Please output, without any change, the lines of the material below from the very first through the one with "const INSTANCE_SHIFT: u32 = 32;".
= = = =
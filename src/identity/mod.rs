//! Identity keys for remote accounts and the eligibility rule applied before
//! any nickname operation touches the network.
//!
//! A key packs four fields into 64 bits:
//!
//! ```text
//! | universe (8) | account type (4) | instance (20) | account id (32) |
//! ```


use std::fmt;
use std::str::FromStr;

use serde::Deserialize;
use serde::Serialize;

const ACCOUNT_ID_MASK: u64 = 0xFFFF_FFFF;
const INSTANCE_SHIFT: u32 = 32;
const INSTANCE_MASK: u64 = 0x000F_FFFF;
const ACCOUNT_TYPE_SHIFT: u32 = 52;
const ACCOUNT_TYPE_MASK: u64 = 0xF;
const UNIVERSE_SHIFT: u32 = 56;

const PUBLIC_UNIVERSE: u8 = 1;
const DESKTOP_INSTANCE: u32 = 1;

#[derive(Debug, Clone, Copy, PartialEq, Eq, Hash)]
pub enum AccountType {
    Invalid,
    Individual,
    Multiseat,
    GameServer,
    AnonGameServer,
    Pending,
    ContentServer,
    Clan,
    Chat,
    ConsoleUser,
    AnonUser,
}

impl AccountType {
    fn from_bits(bits: u8) -> Self {
        match bits {
            1 => AccountType::Individual,
            2 => AccountType::Multiseat,
            3 => AccountType::GameServer,
            4 => AccountType::AnonGameServer,
            5 => AccountType::Pending,
            6 => AccountType::ContentServer,
            7 => AccountType::Clan,
            8 => AccountType::Chat,
            9 => AccountType::ConsoleUser,
            10 => AccountType::AnonUser,
            _ => AccountType::Invalid,
        }
    }

    fn bits(self) -> u64 {
        match self {
            AccountType::Invalid => 0,
            AccountType::Individual => 1,
            AccountType::Multiseat => 2,
            AccountType::GameServer => 3,
            AccountType::AnonGameServer => 4,
            AccountType::Pending => 5,
            AccountType::ContentServer => 6,
            AccountType::Clan => 7,
            AccountType::Chat => 8,
            AccountType::ConsoleUser => 9,
            AccountType::AnonUser => 10,
        }
    }

    fn letter(self) -> char {
        match self {
            AccountType::Invalid => 'I',
            AccountType::Individual => 'U',
            AccountType::Multiseat => 'M',
            AccountType::GameServer => 'G',
            AccountType::AnonGameServer => 'A',
            AccountType::Pending => 'P',
            AccountType::ContentServer => 'C',
            AccountType::Clan => 'g',
            AccountType::Chat => 'T',
            AccountType::ConsoleUser => '?',
            AccountType::AnonUser => 'a',
        }
    }
}

/// Opaque identifier of a remote account whose display name is tracked.
#[derive(Debug, Clone, Copy, PartialEq, Eq, Hash, PartialOrd, Ord, Serialize, Deserialize)]
#[serde(transparent)]
pub struct IdentityKey(u64);

impl IdentityKey {
    pub const fn new(raw: u64) -> Self {
        Self(raw)
    }

    /// Public-universe individual account, as pushed by notifications that only
    /// carry the 32-bit account id.
    pub fn individual(account_id: u32) -> Self {
        Self::from_parts(
            PUBLIC_UNIVERSE,
            AccountType::Individual,
            DESKTOP_INSTANCE,
            account_id,
        )
    }

    pub fn from_parts(
        universe: u8,
        account_type: AccountType,
        instance: u32,
        account_id: u32,
    ) -> Self {
        let raw = (u64::from(universe) << UNIVERSE_SHIFT)
            | (account_type.bits() << ACCOUNT_TYPE_SHIFT)
            | ((u64::from(instance) & INSTANCE_MASK) << INSTANCE_SHIFT)
            | u64::from(account_id);
        Self(raw)
    }

    pub fn as_u64(&self) -> u64 {
        self.0
    }

    pub fn universe(&self) -> u8 {
        (self.0 >> UNIVERSE_SHIFT) as u8
    }

    pub fn account_type(&self) -> AccountType {
        AccountType::from_bits(((self.0 >> ACCOUNT_TYPE_SHIFT) & ACCOUNT_TYPE_MASK) as u8)
    }

    pub fn instance(&self) -> u32 {
        ((self.0 >> INSTANCE_SHIFT) & INSTANCE_MASK) as u32
    }

    pub fn account_id(&self) -> u32 {
        (self.0 & ACCOUNT_ID_MASK) as u32
    }

    /// Bracketed form used in log lines, e.g. `[U:1:22202]`.
    pub fn render(&self) -> String {
        format!(
            "[{}:{}:{}]",
            self.account_type().letter(),
            self.universe(),
            self.account_id()
        )
    }
}

impl fmt::Display for IdentityKey {
    fn fmt(
        &self,
        f: &mut fmt::Formatter<'_>,
    ) -> fmt::Result {
        write!(f, "{}", self.0)
    }
}

impl FromStr for IdentityKey {
    type Err = std::num::ParseIntError;

    fn from_str(s: &str) -> Result<Self, Self::Err> {
        s.trim().parse::<u64>().map(Self)
    }
}

impl From<u64> for IdentityKey {
    fn from(raw: u64) -> Self {
        Self(raw)
    }
}

/// Decides which identities may be resolved or renamed.
pub trait IdentityPolicy: Send + Sync + 'static {
    fn is_eligible(
        &self,
        key: &IdentityKey,
    ) -> bool;
}

/// Only individual user accounts carry nicknames.
#[derive(Debug, Default, Clone, Copy)]
pub struct IndividualOnly;

impl IdentityPolicy for IndividualOnly {
    fn is_eligible(
        &self,
        key: &IdentityKey,
    ) -> bool {
        key.account_type() == AccountType::Individual
    }
}

/// For hosts that validate keys before handing them over.
#[derive(Debug, Default, Clone, Copy)]
pub struct AllowAll;

impl IdentityPolicy for AllowAll {
    fn is_eligible(
        &self,
        _key: &IdentityKey,
    ) -> bool {
        true
    }
}
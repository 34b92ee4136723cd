use crate::IdentityKey;
use crate::NicknameRecord;

pub(crate) fn individual(account_id: u32) -> IdentityKey {
    IdentityKey::individual(account_id)
}

pub(crate) fn record(
    account_id: u32,
    name: &str,
) -> NicknameRecord {
    NicknameRecord::new(individual(account_id), name)
}
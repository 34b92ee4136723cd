//! Drives a full `NicknameSession` over a `ChannelTransport` against a
//! simulated remote service.
//!
//! Scenario:
//!
//! 1. Resolve a key the remote knows: the inquiry answer wakes the resolver
//!    before the inquiry timeout.
//! 2. Resolve a key the remote has no nickname for: a presence push wakes
//!    the resolver, the answer is absent.
//! 3. Set a nickname twice: one write reaches the remote, the cache follows
//!    the confirmation.
//! 4. Set a nickname the remote refuses: the caller gets the result code,
//!    the cache keeps the previous value.
//! 5. Close the session: learned nicknames are exported in one batch.

mod common;

use std::sync::Arc;

use common::spawn_remote;
use common::CollectingSink;
use common::RemoteState;
use common::FORBIDDEN_NICKNAME;
use nick_sync::ChannelTransport;
use nick_sync::Error;
use nick_sync::IdentityKey;
use nick_sync::IndividualOnly;
use nick_sync::NicknameRecord;
use nick_sync::NicknameSession;
use nick_sync::ResultCode;
use nick_sync::SyncConfig;
use nick_sync::WriteError;
use tokio::time::Instant;

#[tokio::test(start_paused = true)]
async fn test_session_round_trip_scenario() -> Result<(), Error> {
    let known = IdentityKey::individual(1);
    let unknown = IdentityKey::individual(2);
    let own = IdentityKey::individual(3);

    let config = SyncConfig::default();
    let inquiry_timeout = config.resolver.inquiry_timeout();
    let (transport, outbound) = ChannelTransport::new(&config.transport);
    let transport = Arc::new(transport);
    let sink = Arc::new(CollectingSink::default());
    let session = Arc::new(NicknameSession::start(
        config,
        transport.clone(),
        sink.clone(),
        Arc::new(IndividualOnly),
    )?);
    let remote = Arc::new(RemoteState::default().with_nickname(known, "zed"));
    let remote_task = spawn_remote(session.clone(), remote.clone(), outbound);

    // 1. known key
    let start = Instant::now();
    assert_eq!(session.resolve(known).await?, Some("zed".to_string()));
    assert!(start.elapsed() < inquiry_timeout);
    // cached now, no second inquiry
    assert_eq!(session.resolve(known).await?, Some("zed".to_string()));
    assert_eq!(remote.inquiries.lock().as_slice(), &[known]);

    // 2. unknown key
    let start = Instant::now();
    assert_eq!(session.resolve(unknown).await?, None);
    assert!(start.elapsed() < inquiry_timeout);
    assert!(session.correlator().pending_keys().is_empty());

    // 3. idempotent write
    session.set_nickname(own, "neo").await?;
    session.set_nickname(own, "neo").await?;
    assert_eq!(remote.writes.lock().len(), 1);
    assert_eq!(session.store().lookup(&own), Some("neo".to_string()));
    assert_eq!(transport.pending_jobs(), 0);

    // 4. refused write
    match session.set_nickname(own, FORBIDDEN_NICKNAME).await {
        Err(Error::Write(WriteError::Rejected { result, .. })) => {
            assert_eq!(result, ResultCode::AccessDenied);
        }
        other => panic!("expected rejection, got {other:?}"),
    }
    assert_eq!(session.store().lookup(&own), Some("neo".to_string()));

    assert_eq!(
        session.list_cached_entries(),
        vec![NicknameRecord::new(known, "zed"), NicknameRecord::new(own, "neo")]
    );

    // 5. close
    session.close().await;
    assert_eq!(
        sink.batches(),
        vec![vec![NicknameRecord::new(known, "zed"), NicknameRecord::new(own, "neo")]]
    );
    assert!(session.list_cached_entries().is_empty());

    remote_task.abort();
    Ok(())
}

#[tokio::test(start_paused = true)]
async fn test_ineligible_identity_never_reaches_remote() -> Result<(), Error> {
    let clan = IdentityKey::new(103582791429521408);
    let config = SyncConfig::default();
    let (transport, outbound) = ChannelTransport::new(&config.transport);
    let session = Arc::new(NicknameSession::start(
        config,
        Arc::new(transport),
        Arc::new(CollectingSink::default()),
        Arc::new(IndividualOnly),
    )?);
    let remote = Arc::new(RemoteState::default());
    let remote_task = spawn_remote(session.clone(), remote.clone(), outbound);

    let error = session.resolve(clan).await.unwrap_err();
    assert_eq!(error.reason(), "account type Clan isn't Individual");
    let error = session.set_nickname(clan, "group").await.unwrap_err();
    assert!(matches!(error, Error::Validation(_)));

    assert!(remote.inquiries.lock().is_empty());
    assert!(remote.writes.lock().is_empty());

    session.close().await;
    remote_task.abort();
    Ok(())
}

use std::sync::Once;

use lazy_static::lazy_static;
use prometheus::exponential_buckets;
use prometheus::Encoder;
use prometheus::Histogram;
use prometheus::HistogramOpts;
use prometheus::IntCounterVec;
use prometheus::Opts;
use prometheus::Registry;
use prometheus::TextEncoder;
use tracing::error;

lazy_static! {
    pub static ref CACHE_LOOKUPS: IntCounterVec = IntCounterVec::new(
        Opts::new("nickname_cache_lookups", "Resolver cache lookups by outcome"),
        &["outcome"]
    )
    .expect("metric can not be created");

    pub static ref INQUIRY_OUTCOMES: IntCounterVec = IntCounterVec::new(
        Opts::new("nickname_inquiry_outcomes", "Cache-miss inquiry waits by outcome"),
        &["outcome"]
    )
    .expect("metric can not be created");

    pub static ref NICKNAME_WRITES: IntCounterVec = IntCounterVec::new(
        Opts::new("nickname_writes", "Nickname write attempts by outcome"),
        &["outcome"]
    )
    .expect("metric can not be created");

    pub static ref BATCH_FLUSHES: IntCounterVec = IntCounterVec::new(
        Opts::new("nickname_batch_flushes", "Export batch deliveries by outcome"),
        &["outcome"]
    )
    .expect("metric can not be created");

    pub static ref BATCH_SIZE: Histogram = Histogram::with_opts(
        HistogramOpts::new("nickname_batch_size", "Entries per export batch")
            .buckets(exponential_buckets(1.0, 2.0, 10).expect("valid bucket layout"))
    )
    .expect("metric can not be created");

    pub static ref REGISTRY: Registry = Registry::new();
}

static REGISTER: Once = Once::new();

/// Registers the crate collectors into [`REGISTRY`]; later calls are no-ops.
pub fn register_custom_metrics() {
    REGISTER.call_once(|| {
        REGISTRY
            .register(Box::new(CACHE_LOOKUPS.clone()))
            .expect("collector can be registered");
        REGISTRY
            .register(Box::new(INQUIRY_OUTCOMES.clone()))
            .expect("collector can be registered");
        REGISTRY
            .register(Box::new(NICKNAME_WRITES.clone()))
            .expect("collector can be registered");
        REGISTRY
            .register(Box::new(BATCH_FLUSHES.clone()))
            .expect("collector can be registered");
        REGISTRY
            .register(Box::new(BATCH_SIZE.clone()))
            .expect("collector can be registered");
    });
}

/// Text exposition of every registered collector.
pub fn render_metrics() -> String {
    register_custom_metrics();

    let encoder = TextEncoder::new();
    let mut buffer = Vec::new();
    if let Err(e) = encoder.encode(&REGISTRY.gather(), &mut buffer) {
        error!("could not encode metrics: {:?}", e);
        return String::new();
    }

    String::from_utf8(buffer).unwrap_or_else(|e| {
        error!("metrics output is not utf-8: {:?}", e);
        String::new()
    })
}
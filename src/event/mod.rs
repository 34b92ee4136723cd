//! Inbound events pushed by the remote session.


#[cfg(test)]
use mockall::automock;

use crate::IdentityKey;
use crate::NicknameList;
use crate::WriteConfirmation;

#[derive(Debug, Clone, PartialEq, Eq)]
pub enum InboundEvent {
    /// Bulk listing, initial or incremental
    NicknameList(NicknameList),

    /// Single nickname change. `is_echo` marks the echo of our own write.
    NicknameChanged {
        key: IdentityKey,
        nickname: String,
        is_echo: bool,
    },

    /// Result of a nickname write issued by this session
    WriteConfirmed(WriteConfirmation),

    /// Presence push carrying no nickname
    PresenceUpdated { key: IdentityKey },
}

impl InboundEvent {
    pub fn name(&self) -> &'static str {
        match self {
            InboundEvent::NicknameList(_) => "nickname_list",
            InboundEvent::NicknameChanged { .. } => "nickname_changed",
            InboundEvent::WriteConfirmed(_) => "write_confirmed",
            InboundEvent::PresenceUpdated { .. } => "presence_updated",
        }
    }
}

/// One method per [`InboundEvent`] variant.
#[cfg_attr(test, automock)]
pub trait EventHandler: Send + Sync {
    fn on_nickname_list(
        &self,
        list: NicknameList,
    );

    fn on_nickname_changed(
        &self,
        key: IdentityKey,
        nickname: String,
        is_echo: bool,
    );

    fn on_write_confirmed(
        &self,
        confirmation: WriteConfirmation,
    );

    fn on_presence_updated(
        &self,
        key: IdentityKey,
    );
}

/// Routes `event` to the matching handler method.
pub fn dispatch<H>(
    handler: &H,
    event: InboundEvent,
) where
    H: EventHandler + ?Sized,
{
    match event {
        InboundEvent::NicknameList(list) => handler.on_nickname_list(list),
        InboundEvent::NicknameChanged {
            key,
            nickname,
            is_echo,
        } => handler.on_nickname_changed(key, nickname, is_echo),
        InboundEvent::WriteConfirmed(confirmation) => handler.on_write_confirmed(confirmation),
        InboundEvent::PresenceUpdated { key } => handler.on_presence_updated(key),
    }
}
= = = =
_EXERCISE SOLUTION:_
filename src/identity/mod.rs
//! Identity keys for remote accounts and the eligibility rule applied before
//! any nickname operation touches the network.
//!
//! A key packs four fields into 64 bits:
//!
//! ```text
//! | universe (8) | account type (4) | instance (20) | account id (32) |
//! ```


use std::fmt;
use std::str::FromStr;

use serde::Deserialize;
use serde::Serialize;

const ACCOUNT_ID_MASK: u64 = 0xFFFF_FFFF;
const INSTANCE_SHIFT: u32 = 32;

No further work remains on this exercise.